ENTERTAINING IN YOUR HOME
- A centerpiece for the table should never be anything prepared by a taxidermist.
- Do not allow the dog to eat at the table...no matter how good his manners are.
DATING (Outside the Family)
- Always offer to unscrew the top on your dates wine bottle, especially on the first date. Be
aggressive. Let her know you are interested: "I've been wanting to go out with you since I
read that stuff on the men's bathroom wall two years ago."
- Establish with her parents what time she is expected back. Some will say 10:00 PM; Others
might say "Monday." If the latter is the answer, it is the man's responsibility to get her to
school on time.
THEATER ETIQUETTE
- Crying babies should be taken to the lobby and picked up immediately after the movie has
ended.
- Refrain from talking to characters on the screen. Tests have proven they can't hear you. [Courtesy of RUSS See More in the JOKES Section.]
WEDDINGS
- Livestock, usually, is a poor choice for a wedding gift.
- Kissing the bride for more than 5 seconds may get you shot.
- For the groom, at least, rent a tux. Leathers with a cummerbund and a clean "show me your
tits!" t-shirt can create a tacky appearance.

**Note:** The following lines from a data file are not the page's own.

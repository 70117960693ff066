//! Logger setup.
//!
//! Library code only talks to the `log` facade; the binary picks the backend
//! by calling [`init_logging`] early in `main`.

mod init;

pub use init::{init_logging, LoggingConfig, DEFAULT_FILTER};
use glam::{Mat3, Mat4};

use super::{Float3, Float3x3, Float4x4};

/// Element-wise vector sum.
#[inline]
pub fn add(a: Float3, b: Float3) -> Float3 {
    a + b
}

#[inline]
pub fn identity() -> Float4x4 {
    Mat4::IDENTITY
}

/// Right-handed perspective projection.
///
/// View space looks down -Z. A point at `z = -near` maps to depth 0 and a point
/// at `z = -far` maps to depth 1 after the perspective divide, which is the
/// depth range the pipeline's `Less` compare and `1.0` depth clear expect.
#[inline]
pub fn perspective(fov_radians: f32, aspect: f32, near: f32, far: f32) -> Float4x4 {
    Mat4::perspective_rh(fov_radians, aspect, near, far)
}

#[inline]
pub fn rotate_x(angle_radians: f32) -> Float4x4 {
    Mat4::from_rotation_x(angle_radians)
}

#[inline]
pub fn rotate_y(angle_radians: f32) -> Float4x4 {
    Mat4::from_rotation_y(angle_radians)
}

#[inline]
pub fn rotate_z(angle_radians: f32) -> Float4x4 {
    Mat4::from_rotation_z(angle_radians)
}

#[inline]
pub fn translate(v: Float3) -> Float4x4 {
    Mat4::from_translation(v)
}

#[inline]
pub fn scale(v: Float3) -> Float4x4 {
    Mat4::from_scale(v)
}

/// Upper-left 3×3 (linear part) of `m`, padded for GPU upload.
///
/// Used for normal transforms, which must never pick up translation.
pub fn discard_translation(m: &Float4x4) -> Float3x3 {
    Float3x3::from(Mat3::from_mat4(*m))
}

#[cfg(test)]
mod tests {
    use super::*;
    use glam::Vec4;
    use std::f32::consts::{FRAC_PI_2, FRAC_PI_4, PI};

    const EPS: f32 = 1e-5;

    fn apply(m: Float4x4, p: Float3) -> Vec4 {
        m * p.extend(1.0)
    }

    fn assert_point(actual: Vec4, expected: [f32; 3]) {
        for i in 0..3 {
            assert!(
                (actual[i] / actual.w - expected[i]).abs() < EPS,
                "{actual:?} != {expected:?}"
            );
        }
    }

    // ── add / identity ────────────────────────────────────────────────────

    #[test]
    fn add_is_elementwise() {
        let v = add(Float3::new(1.0, 2.0, 3.0), Float3::new(-1.0, 0.5, 10.0));
        assert_eq!(v, Float3::new(0.0, 2.5, 13.0));
    }

    #[test]
    fn identity_is_neutral_for_mul() {
        let m = translate(Float3::new(1.0, 2.0, 3.0)) * rotate_z(0.3);
        assert!((identity() * m).abs_diff_eq(m, EPS));
        assert!((m * identity()).abs_diff_eq(m, EPS));
    }

    // ── rotations ─────────────────────────────────────────────────────────

    #[test]
    fn rotate_y_inverse_is_identity() {
        for i in 0..64 {
            let theta = -2.0 * PI + i as f32 * 0.2;
            let m = rotate_y(theta) * rotate_y(-theta);
            assert!(m.abs_diff_eq(identity(), EPS), "theta = {theta}");
        }
    }

    #[test]
    fn rotate_x_and_z_inverse_is_identity() {
        let theta = 1.234;
        assert!((rotate_x(theta) * rotate_x(-theta)).abs_diff_eq(identity(), EPS));
        assert!((rotate_z(theta) * rotate_z(-theta)).abs_diff_eq(identity(), EPS));
    }

    #[test]
    fn rotations_are_counter_clockwise() {
        // Quarter turns about each axis (right-hand rule).
        assert_point(apply(rotate_z(FRAC_PI_2), Float3::X), [0.0, 1.0, 0.0]);
        assert_point(apply(rotate_x(FRAC_PI_2), Float3::Y), [0.0, 0.0, 1.0]);
        assert_point(apply(rotate_y(FRAC_PI_2), Float3::Z), [1.0, 0.0, 0.0]);
    }

    // ── affine ────────────────────────────────────────────────────────────

    #[test]
    fn translate_then_scale_order() {
        // Scale applies first, then translation.
        let m = translate(Float3::new(1.0, 0.0, 0.0)) * scale(Float3::splat(2.0));
        assert_point(apply(m, Float3::ONE), [3.0, 2.0, 2.0]);
    }

    #[test]
    fn discard_translation_ignores_translation() {
        let ms = [
            identity(),
            rotate_x(0.7) * rotate_y(-1.1),
            scale(Float3::new(0.2, 3.0, 1.0)) * rotate_z(2.5),
        ];
        let vs = [Float3::new(0.0, 0.0, -10.0), Float3::new(4.0, -3.0, 8.5)];
        for m in &ms {
            for v in vs {
                let moved = translate(v) * *m;
                assert!(discard_translation(&moved).abs_diff_eq(&discard_translation(m), EPS));
            }
        }
    }

    #[test]
    fn discard_translation_keeps_linear_part_and_zero_padding() {
        let m = rotate_z(FRAC_PI_4);
        let n = discard_translation(&m);
        for c in 0..3 {
            assert_eq!(n.cols[c].truncate(), m.col(c).truncate());
        }
        assert!(n.cols.iter().all(|col| col.w == 0.0));
    }

    // ── perspective ───────────────────────────────────────────────────────

    #[test]
    fn perspective_maps_near_and_far_to_unit_depth_range() {
        let p = perspective(45f32.to_radians(), 1.0, 0.03, 500.0);

        let near = apply(p, Float3::new(0.0, 0.0, -0.03));
        assert!((near.z / near.w).abs() < 1e-4);

        let far = apply(p, Float3::new(0.0, 0.0, -500.0));
        assert!((far.z / far.w - 1.0).abs() < 1e-4);
    }

    #[test]
    fn perspective_w_is_view_distance() {
        let p = perspective(FRAC_PI_2, 2.0, 0.1, 100.0);
        let v = apply(p, Float3::new(0.0, 0.0, -7.0));
        assert!((v.w - 7.0).abs() < EPS);
    }

    #[test]
    fn perspective_applies_aspect_to_x() {
        // fov = 90° gives ys = 1; x is divided by the aspect ratio.
        let p = perspective(FRAC_PI_2, 2.0, 0.1, 100.0);
        assert!((p.x_axis.x - 0.5).abs() < EPS);
        assert!((p.y_axis.y - 1.0).abs() < EPS);
    }

    #[test]
    fn perspective_matches_reference_layout() {
        // Rows (xs,0,0,0) (0,ys,0,0) (0,0,zs,near*zs) (0,0,-1,0), zs = far/(near-far).
        let (near, far) = (0.03, 500.0);
        let p = perspective(FRAC_PI_2, 1.0, near, far);
        let zs = far / (near - far);
        assert!((p.z_axis.z - zs).abs() < EPS);
        assert!((p.w_axis.z - near * zs).abs() < EPS);
        assert_eq!(p.z_axis.w, -1.0);
        assert_eq!(p.w_axis.w, 0.0);
    }
}
use std::sync::Once;

/// Filter used when neither the config nor `RUST_LOG` provides one.
///
/// wgpu's internals log every resource at info; keep them at warn.
pub const DEFAULT_FILTER: &str = "info,wgpu_core=warn,wgpu_hal=warn,naga=warn";

/// Logger configuration.
///
/// `env_filter` uses `env_logger` filter syntax, e.g.
/// `"cubefield_engine=trace,wgpu=warn"`. It takes precedence over `RUST_LOG`.
#[derive(Debug, Clone)]
pub struct LoggingConfig {
    pub env_filter: Option<String>,
    pub write_style: env_logger::WriteStyle,
    /// Millisecond timestamps on every record.
    pub timestamps: bool,
}

impl Default for LoggingConfig {
    fn default() -> Self {
        Self {
            env_filter: None,
            write_style: env_logger::WriteStyle::Auto,
            timestamps: true,
        }
    }
}

static INIT: Once = Once::new();

/// Installs the global logger. Later calls are no-ops.
pub fn init_logging(config: LoggingConfig) {
    INIT.call_once(|| {
        let filter = config
            .env_filter
            .or_else(|| std::env::var("RUST_LOG").ok())
            .unwrap_or_else(|| DEFAULT_FILTER.to_string());

        let mut builder = env_logger::Builder::new();
        builder.parse_filters(&filter);
        builder.write_style(config.write_style);
        if config.timestamps {
            builder.format_timestamp_millis();
        } else {
            builder.format_timestamp(None);
        }

        // A logger installed by someone else (e.g. a test harness) wins.
        if builder.try_init().is_err() {
            log::debug!("global logger already installed");
            return;
        }

        log::debug!("logging initialized with filter `{filter}`");
    });
}

#[cfg(test)]
mod tests {
    use super::*;

    #[test]
    fn repeated_init_is_harmless() {
        let config = LoggingConfig {
            env_filter: Some("warn".into()),
            ..LoggingConfig::default()
        };
        init_logging(config.clone());
        init_logging(config);
        log::warn!("still logging");
    }
}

- Though uncomfortable, say "yes" to socks and shoes for this special occasion.
DRIVING ETIQUETTE
- Dim your headlights for approaching vehicles; Even if the gun is loaded, and the deer is in sight.
- When approaching a four-way stop, the vehicle with the largest tires always has the right of way.
- Never tow another bike using pantyhose and duct tape.
- When sending your wife down the road with a gas can, it is impolite to ask her to bring back
beer.
- Never relieve yourself from a moving vehicle, especially when driving.
- Do not pop a wheelie while traveling in a funeral procession.
TIPS FOR ALL OCCASIONS
- Never take a beer to a job interview.
- Always identify people in your yard before shooting at them.
- It's considered tacky to take a cooler to church.
- If you have to vacuum the bed, it is time to change the sheets.
- Even if you're certain that you are included in the will,
it is still considered tacky to drive a U-Haul to
the funeral home.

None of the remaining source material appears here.